Pechino e Mosca: alleanza strategica pragmatica, non ideologica

Secondo un’analisi pubblicata da Chatham House, il recente vertice tra il presidente cinese Xi Jinping e il presidente russo Vladimir Putin – il loro quarantesimo incontro dal 2012 – ha confermato la resilienza della partnership sino-russa, ma ha anche evidenziato i vincoli strutturali che ne limitano l’evoluzione verso un’alleanza piena. Mentre i media internazionali si sono concentrati sulla chimica personale tra i leader, la realtà geopolitica sottostante rivela una relazione costruita su interessi strategici calcolati piuttosto che su legami ideologici o di fiducia reciproca.
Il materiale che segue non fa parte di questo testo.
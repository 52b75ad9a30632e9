//! Commands dispatched from the HTTP API to the node event loop.

use serde::Serialize;
use tokio::sync::oneshot;

use veritas_core::{
    Address, Bytes32, ErrorKind, LogEntry, ProofId, ReplayScope, RequestId, TokenId,
};
use veritas_credentials::{Credential, CredentialError, NewCredential, RegistryEvent};
use veritas_proof::RawVerificationKey;
use veritas_verification::{
    NewProofRequest, ProofPayload, ProofSubmission, RequestView, VerificationError,
    VerificationEvent,
};

/// Where a command's result goes.
pub type Reply<T> = oneshot::Sender<Result<T, ApiError>>;

/// A command sent from the HTTP API to the node's main event loop.
pub enum NodeCommand {
    Status {
        reply: Reply<LedgerStatus>,
    },

    // --- Registry ---
    SetIssuerWhitelist {
        caller: Address,
        issuer: Address,
        status: bool,
        reply: Reply<IssuerResponse>,
    },
    IsWhitelisted {
        issuer: Address,
        reply: Reply<IssuerResponse>,
    },
    MintCredential {
        caller: Address,
        params: NewCredential,
        reply: Reply<CredentialView>,
    },
    GetCredential {
        token_id: TokenId,
        reply: Reply<CredentialView>,
    },
    RevokeCredential {
        caller: Address,
        token_id: TokenId,
        reason: String,
        reply: Reply<CredentialView>,
    },
    /// Always rejected; credentials are soulbound.
    TransferCredential {
        caller: Address,
        from: Address,
        to: Address,
        token_id: TokenId,
        reply: Reply<CredentialView>,
    },
    /// Always rejected; credentials are soulbound.
    ApproveCredential {
        caller: Address,
        to: Address,
        token_id: TokenId,
        reply: Reply<CredentialView>,
    },
    UserCredentials {
        user: Address,
        reply: Reply<Vec<CredentialView>>,
    },

    // --- Verification protocol ---
    CreateProofRequest {
        caller: Address,
        params: NewProofRequest,
        reply: Reply<RequestView>,
    },
    GetProofRequest {
        request_id: RequestId,
        reply: Reply<RequestView>,
    },
    DeactivateRequest {
        caller: Address,
        request_id: RequestId,
        reply: Reply<RequestView>,
    },
    RequesterRequests {
        requester: Address,
        reply: Reply<Vec<RequestView>>,
    },
    SubmitProof {
        caller: Address,
        payload: ProofPayload,
        reply: Reply<ProofSubmission>,
    },
    GetProofSubmission {
        proof_id: ProofId,
        reply: Reply<ProofSubmission>,
    },
    RequestSubmissions {
        request_id: RequestId,
        reply: Reply<Vec<ProofSubmission>>,
    },
    SetVerificationEnabled {
        caller: Address,
        enabled: bool,
        reply: Reply<LedgerStatus>,
    },
    SetDefaultExpiry {
        caller: Address,
        seconds: u64,
        reply: Reply<LedgerStatus>,
    },
    SetVerificationKey {
        caller: Address,
        key: RawVerificationKey,
        reply: Reply<KeyResponse>,
    },

    // --- Event feeds ---
    RegistryEvents {
        since: u64,
        limit: usize,
        reply: Reply<Vec<LogEntry<RegistryEvent>>>,
    },
    ProtocolEvents {
        since: u64,
        limit: usize,
        reply: Reply<Vec<LogEntry<VerificationEvent>>>,
    },
}

/// Failure reported back to the API. `kind` is `None` for node-side
/// failures such as storage errors.
#[derive(Debug, Clone)]
pub struct ApiError {
    pub kind: Option<ErrorKind>,
    pub message: String,
}

impl ApiError {
    pub fn internal(message: impl Into<String>) -> Self {
        Self {
            kind: None,
            message: message.into(),
        }
    }
}

impl From<CredentialError> for ApiError {
    fn from(e: CredentialError) -> Self {
        Self {
            kind: Some(e.kind()),
            message: e.to_string(),
        }
    }
}

impl From<VerificationError> for ApiError {
    fn from(e: VerificationError) -> Self {
        Self {
            kind: Some(e.kind()),
            message: e.to_string(),
        }
    }
}

/// Ledger-wide counters and settings.
#[derive(Debug, Clone, Serialize)]
pub struct LedgerStatus {
    pub name: String,
    pub symbol: String,
    pub admin: Address,
    pub total_supply: u64,
    pub issuer_count: usize,
    pub verification_enabled: bool,
    pub default_expiry_secs: u64,
    pub replay_scope: ReplayScope,
    pub request_count: usize,
    pub submission_count: usize,
    pub registry_events: usize,
    pub protocol_events: usize,
}

/// A credential together with its derived validity.
#[derive(Debug, Clone, Serialize)]
pub struct CredentialView {
    #[serde(flatten)]
    pub credential: Credential,
    pub is_valid: bool,
}

impl From<&Credential> for CredentialView {
    fn from(credential: &Credential) -> Self {
        Self {
            credential: credential.clone(),
            is_valid: credential.is_valid(),
        }
    }
}

#[derive(Debug, Clone, Serialize)]
pub struct IssuerResponse {
    pub issuer: Address,
    pub whitelisted: bool,
}

#[derive(Debug, Clone, Serialize)]
pub struct KeyResponse {
    pub key_hash: Bytes32,
}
La dichiarazione congiunta del vertice, incentrata su un «mondo multipolare» e su «nuove relazioni internazionali», riflette l’obiettivo condiviso di indebolire la dominanza dell’ordine internazionale guidato dagli Stati Uniti. Per Mosca, questa partnership rappresenta un’ancora di salvezza economica e geopolitica in un contesto di isolamento occidentale; per Pechino, offre un contrappeso affidabile agli Stati Uniti e una piattaforma per promuovere visioni alternative della governance globale.
Tuttavia, la geografia rimane il fattore più duraturo che lega i due paesi. Il confine terrestre sino-russo di 4.300 chilometri – circa la larghezza del continente europeo – rende impossibile per entrambi sostenere un’ostilità prolungata. Per la Cina, relazioni stabili con Mosca assicurano il fianco settentrionale e riducono il rischio di accerchiamento da sud. Per la Russia, il partenariato con Pechino offre resilienza economica in un momento di relazioni danneggiate con l’Occidente.
Nonostante questa convergenza, la partnership rimane caratterizzata da un allineamento pragmatico piuttosto che da una fiducia profonda. Un elemento critico riguarda la cooperazione energetica: sebbene il commercio di petrolio e gas russo verso la Cina sia aumentato significativamente dalla guerra in Ucraina, Pechino ha deliberatamente evitato di creare una dipendenza eccessiva da Mosca. Progetti a lungo discussi, come il gasdotto Power of Siberia 2, procedono lentamente nonostante gli endorsement retorici. La Cina, consapevole dei rischi di una dipendenza da un unico fornitore, ha diversificato le sue fonti energetiche nel Medio Oriente, in Asia centrale, in Africa e nei mercati globali del gas naturale liquefatto.
Inoltre, Pechino e Mosca non condividono tutte le priorità geopolitiche. Mentre entrambe si oppongono alla dominanza americana, la Cina rimane più profondamente integrata nell’economia globale e ha molto più da perdere da un’instabilità prolungata. Pechino persegue l’influenza sistemica attraverso l’interdipendenza controllata; Mosca spesso cerca la leva attraverso la destabilizzazione dei punti critici globali. Questo spiega perché la Cina ha mantenuto legami economici con l’Europa e ha evitato di provocare sanzioni secondarie sufficientemente severe da compromettere la sua già fragile crescita domestica.
Il vertice Xi-Putin ha quindi messo in luce una relazione definita meno dall’ideologia che dall’utilità strategica calibrata. Entrambi i lati traggono beneficio dall’apparire uniti sulla scena mondiale, ma i vincoli strutturali – geografici, economici e strategici – impediscono una convergenza totale.
L’analisi di Chatham House offre una lettura sobria della dinamica sino-russa che contrasta con la retorica di «alleanza indissolubile» spesso diffusa nei media. Per l’Italia e la NATO, il dato rilevante è che questa partnership, pur duratura, non è monolitica: Pechino mantiene margini di manovra significativi e non è disposta a sacrificare i propri interessi economici globali per solidarietà verso Mosca. Questo suggerisce che la pressione occidentale su Pechino – in particolare sul fronte delle sanzioni secondarie e della tecnologia – conserva una certa efficacia, poiché la Cina continua a calcolare il costo-beneficio della sua vicinanza a Mosca. Per l’Europa, il messaggio è che non esiste un blocco monolitico Cina-Russia contro l’Occidente, ma piuttosto una coesistenza pragmatica dove gli interessi economici cinesi rimangono un fattore di differenziazione.